• EXERCISE DATA:

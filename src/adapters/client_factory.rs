//! Jellyfin client factory adapter.

use std::sync::Arc;

use tracing::debug;

use crate::auth::ClientIdentity;
use crate::error::ClientError;
use crate::traits::{ClientFactory, MediaClient};

use super::jellyfin_client::JellyfinClient;

/// Builds [`JellyfinClient`]s, each with a fresh device id.
#[derive(Debug, Clone, Default)]
pub struct JellyfinClientFactory {
    ignore_ssl_cert: bool,
}

impl JellyfinClientFactory {
    pub fn new(ignore_ssl_cert: bool) -> Self {
        Self { ignore_ssl_cert }
    }
}

impl ClientFactory for JellyfinClientFactory {
    fn build_client(&self) -> Result<Arc<dyn MediaClient>, ClientError> {
        let identity = ClientIdentity::generate();
        debug!("Building client with device id {}", identity.device_id);
        let client = JellyfinClient::new(identity, self.ignore_ssl_cert)?;
        Ok(Arc::new(client))
    }
}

• PROBLEM STATEMENT: Exactly how many lines in the data above contain the word "ClientIdentity"? Respond with the number and nothing more.

• ANSWER TO THE EXERCISE: 2